Uma questão pós-social
Este artigo foi publicado originalmente em Disasters
___
abstrato
Os debates sobre ‘os problemas com a ajuda’ não são novidade. No entanto, embora esses debates geralmente tenham se concentrado em questões técnicas, financeiras ou políticas, o desafio central para o setor de ajuda atualmente é social. Se o empreendimento moderno de ajuda foi uma resposta sistêmica à ‘questão social’ (as consequências das relações de propriedade capitalista em uma sociedade de classes), agora ele se depara com a ‘questão pós-social’ (as consequências da fragmentação social provocada pela persistência dessas relações de propriedade). À medida que a retirada da ajuda aos beneficiários dependentes intensifica suas dificuldades, uma política diferente de vida humana, fundamentada em necessidades radicais, é agora a base necessária para uma contestação substantiva das transformações sociais que lançam o horizonte catastrófico de hoje.
___
Antes que Elon Musk começasse a ‘alimentar a USAID com a lenha’, antes que o governo britânico anunciasse um ‘novo normal’ de redução de gastos com assistência no exterior, havia uma sensação crescente entre os trabalhadores ocidentais de que seu empreendimento estava em declínio. Em suas próprias sociedades, o ceticismo público em relação à ajuda havia aumentado na década anterior. As restrições financeiras já estavam forçando as agências multinacionais de ajuda a reduzir seu tamanho. Os apelos a uma humanidade compassiva já não faziam parte das articulações oficiais dos interesses do Atlântico Norte. Em junho de 2024, como um tiro de despedida, o coordenador de ajuda emergencial da ONU, Martin Griffiths, lamentou um ‘fracasso de valores e compromissos’. Mas agora, após os cortes nos orçamentos de ajuda governamental em todo o Ocidente, quaisquer suposições residuais de que o setor de ajuda continuará a crescer como fazia desde a década de 1980 certamente foram extintas.
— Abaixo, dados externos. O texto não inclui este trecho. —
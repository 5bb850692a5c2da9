//! nodepool.toml configuration parser.

use std::collections::HashSet;
use std::path::Path;
use std::time::Duration;

use serde::{Deserialize, Serialize};

use crate::error::{ConfigError, ConfigResult};
use crate::types::NodeGroupOptions;

#[derive(Debug, Clone, Serialize, Deserialize)]
pub struct ControllerConfig {
    /// How often node groups are re-evaluated (e.g., "60s", "5m").
    #[serde(default = "default_scan_interval")]
    pub scan_interval: String,
    /// Global simulation switch, applied on top of the per-group flag.
    #[serde(default)]
    pub dry_mode: bool,
    #[serde(default)]
    pub node_groups: Vec<NodeGroupConfig>,
}

#[derive(Debug, Clone, Serialize, Deserialize)]
pub struct NodeGroupConfig {
    pub name: String,
    pub min_nodes: usize,
    pub max_nodes: usize,
    #[serde(default)]
    pub dry_mode: bool,
}

fn default_scan_interval() -> String {
    "60s".to_string()
}

impl ControllerConfig {
    pub fn from_file(path: &Path) -> ConfigResult<Self> {
        let content = std::fs::read_to_string(path).map_err(|source| ConfigError::Read {
            path: path.to_path_buf(),
            source,
        })?;
        Self::parse(&content, &path.display().to_string())
    }

    pub fn from_toml_str(content: &str) -> ConfigResult<Self> {
        Self::parse(content, "<inline>")
    }

    fn parse(content: &str, origin: &str) -> ConfigResult<Self> {
        let config: ControllerConfig =
            toml::from_str(content).map_err(|source| ConfigError::Parse {
                origin: origin.to_string(),
                source,
            })?;
        config.validate()?;
        Ok(config)
    }

    /// Check cross-field constraints serde cannot express.
    pub fn validate(&self) -> ConfigResult<()> {
        if self.node_groups.is_empty() {
            return Err(ConfigError::Invalid(
                "at least one [[node_groups]] entry is required".to_string(),
            ));
        }

        parse_interval(&self.scan_interval)?;

        let mut seen = HashSet::new();
        for group in &self.node_groups {
            if group.name.trim().is_empty() {
                return Err(ConfigError::Invalid("node group name must not be empty".to_string()));
            }
            if !seen.insert(group.name.as_str()) {
                return Err(ConfigError::Invalid(format!(
                    "duplicate node group name: {}",
                    group.name
                )));
            }
            if group.min_nodes > group.max_nodes {
                return Err(ConfigError::Invalid(format!(
                    "node group {}: min_nodes ({}) exceeds max_nodes ({})",
                    group.name, group.min_nodes, group.max_nodes
                )));
            }
        }
        Ok(())
    }

    pub fn scan_interval(&self) -> ConfigResult<Duration> {
        parse_interval(&self.scan_interval)
    }

    /// Resolve the options for every group, folding in the global dry-run switch.
    pub fn group_options(&self) -> Vec<NodeGroupOptions> {
        self.node_groups
            .iter()
            .map(|g| NodeGroupOptions {
                name: g.name.clone(),
                min_nodes: g.min_nodes,
                max_nodes: g.max_nodes,
                dry_mode: self.dry_mode || g.dry_mode,
            })
            .collect()
    }
}

/// Parse an interval like "30s", "5m", or bare seconds.
fn parse_interval(s: &str) -> ConfigResult<Duration> {
    let s = s.trim();
    let (digits, scale) = if let Some(secs) = s.strip_suffix('s') {
        (secs, 1)
    } else if let Some(mins) = s.strip_suffix('m') {
        (mins, 60)
    } else {
        (s, 1)
    };

    match digits.parse::<u64>() {
        Ok(n) if n > 0 => Ok(Duration::from_secs(n * scale)),
        _ => Err(ConfigError::Invalid(format!("invalid scan_interval: {s:?}"))),
    }
}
Dando início a uma nova fase de organização econômica na periferia, transformando as geografias sociais do trabalho, a crise da dívida de 1982 foi um momento crítico no crescimento do setor de assistência. A expansão demográfica urbana, que havia se acelerado desde a década de 1950, desacelerou. Mas a contração dos mercados de trabalho causou uma explosão de informalidade precária. A implementação de programas de ajuste estrutural, que, a pedido das instituições financeiras internacionais, prescreveu austeridade, privatização e liberalização do comércio, reforçou essa tendência. Em meio a uma vasta favelização de países de baixa e média renda, a violência e a coerção passaram a desempenhar um papel mais proeminente na mediação das relações sociais, em vez do trabalho formal. A desregulamentação facilitou o movimento transfronteiriço de armas, drogas, pessoas e dinheiro sujo, levando à rápida expansão de uma economia criminosa internacional que produziu novas reivindicações de soberania, principalmente em relação a locais de informalidade urbana em expansão. A essa altura, a formalização do trabalho na periferia não era mais do interesse geral do capital transnacional. Mas o gerenciamento da informalidade precária por meio de ajuda tornou-se necessário para a estabilidade da acumulação.
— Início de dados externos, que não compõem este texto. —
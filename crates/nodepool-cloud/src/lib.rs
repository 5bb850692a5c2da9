//! nodepool-cloud — the cloud resize gateway capability.
//!
//! A node group is backed by one provider-side resize target (an AWS
//! autoscaling group, a GCE managed instance group, ...). The scale-up
//! path only needs three things from it: the current desired size, the
//! provider's maximum, and a way to ask for more nodes. Requests are
//! fire-and-forget; new nodes show up in a later scan cycle.

pub mod error;
pub mod gateway;

pub use error::{CloudError, CloudResult};
pub use gateway::{CloudResizeGateway, InMemoryGateway};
Até o final da década de 1970, a ajuda externa era geralmente promovida no Ocidente como um fator de ‘modernização’ na periferia. Os esquemas de desenvolvimento rural que poderiam fornecer às economias ocidentais commodities primárias essenciais eram complementados pela transferência de tecnologias fordistas de produção, embora sem desafiar o sistema de trocas desiguais. Mas, mesmo antes da crise da dívida, o crescimento da informalidade precária contribuiu para uma mudança no foco dos burocratas da ajuda. Depois que um relatório publicado em 1972 pelo Escritório Internacional do Trabalho identificou o ‘setor informal’ no Quênia como sendo, em grande parte, ‘economicamente eficiente e lucrativo’, outras organizações internacionais começaram a promover explicitamente a informalidade como um meio de impulsionar o emprego e fomentar a cultura empresarial já elogiada pelos ideólogos neoliberais. No início da década de 1980, em parte como resposta ao crescimento da informalidade precária, a ajuda estava sendo cada vez mais direcionada a projetos de pequena escala, geralmente implementados por ONGs, com o objetivo de aliviar a pobreza e a fome - apoio de longo prazo a pequenos comércios e meios de subsistência, bem como ajuda emergencial.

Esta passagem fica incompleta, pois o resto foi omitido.